Les juges de la CPI doivent désormais décider d'accepter la requête du procureur, de la rejeter ou de demander à son bureau des informations supplémentaires. Le document qui synthétise les détails du dossier a été finalisé le 15 mai par une équipe de cinq membres du bureau du procureur. Il comprend 74 pages dont 5 annexes.
Moreno-Ocampo avait été saisi le 26 février par le Conseil de sécurité des Nations unies, et avait annoncé le 3 mars l'ouverture d'une enquête visant huit personnes au total dont Kaddafi et trois de ses fils. Trente missions dans onze pays ont été menées depuis par le bureau du procureur. Plus de 1 200 documents ont été examinés, dont des vidéos et des photographies, et plus de 50 entretiens ont été menés, dont certains avec des témoins oculaires. Les enquêteurs n'ont toutefois pas entendu de témoins en Libye, afin de ne pas mettre ceux-ci en danger, selon le bureau du procureur.
Pratiquement à la même période, dans une lettre au procureur de la CPI datée du 3 mai, mais publiée le 18 mai sur le site internet de la CPI, le président ivoirien Alassane Ouattara a demandé au procureur de la Cour pénale internationale d’enquêter sur "les crimes les plus graves" commis sur le territoire ivoirien afin que les responsables soient jugées à La Haye.
Pour favoriser la réconciliation, mieux vaut transférer la question des crimes les plus graves à la Cour pénale internationale.

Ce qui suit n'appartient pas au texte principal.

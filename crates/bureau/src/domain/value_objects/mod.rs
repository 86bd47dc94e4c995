//! Value Objects
//!
//! Immutable objects defined by their attributes rather than identity.

mod deal_stage;
mod field_value;
mod filter;
mod hr;
mod linked_entity_type;
mod workflow_status;

pub use deal_stage::*;
pub use field_value::*;
pub use filter::*;
pub use hr::*;
pub use linked_entity_type::*;
pub use workflow_status::*;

C’est le calcul qu’a fait le président ivoirien Alassane Dramane Ouattara, en demandant au procureur du tribunal de La Haye, l’Argentin Luis Moreno-Ocampo, de bien vouloir conduire les enquêtes sur les crimes les plus graves commis en Côte d’Ivoire pendant la crise postélectorale.
« La justice ivoirienne n'est, à ce jour, pas la mieux placée pour connaître des crimes les plus graves commis au cours des derniers mois », reconnaît Alassane Ouattara dans sa lettre au procureur de la CPI. « Toute tentative (de) traduire en justice les plus hauts responsables risquerait de se heurter à des difficultés de tous ordres ».
Alassane Ouattara confirme donc, dans cette missive, son « souhait que (le bureau du procureur) mène en Côte d'Ivoire des enquêtes indépendantes et impartiales sur les crimes les plus graves commis depuis le 28 novembre 2010 sur l'ensemble du territoire ivoirien ». Il dit encore souhaiter que le procureur « fasse en sorte que les personnes portant la responsabilité pénale la plus lourde pour ces crimes soient identifiées, poursuivies et traduites devant la Cour pénale internationale ».
« Je ne ménagerai par ailleurs aucun effort pour réconcilier les Ivoiriens entre eux et clore enfin une décennie de violences et de déchirures », écrit Alassane Ouattara.
« La réconciliation demande que la justice soit rendue, a commenté sa porte-parole Anne Ouloto. Sans vérité ni justice, il n'y a pas de réconciliation. Cela montre que la Côte d'Ivoire est entrée dans une nouvelle ère ».
La Côte d’Ivoire n’est pourtant pas un État partie au Statut de Rome, le traité fondateur de la CPI. Mais, de façon similaire, en 2003, Laurent Gbagbo avait reconnu sa compétence sur les crimes commis après septembre 2002, alors qu’il avait été victime d’une tentative de coup d’État.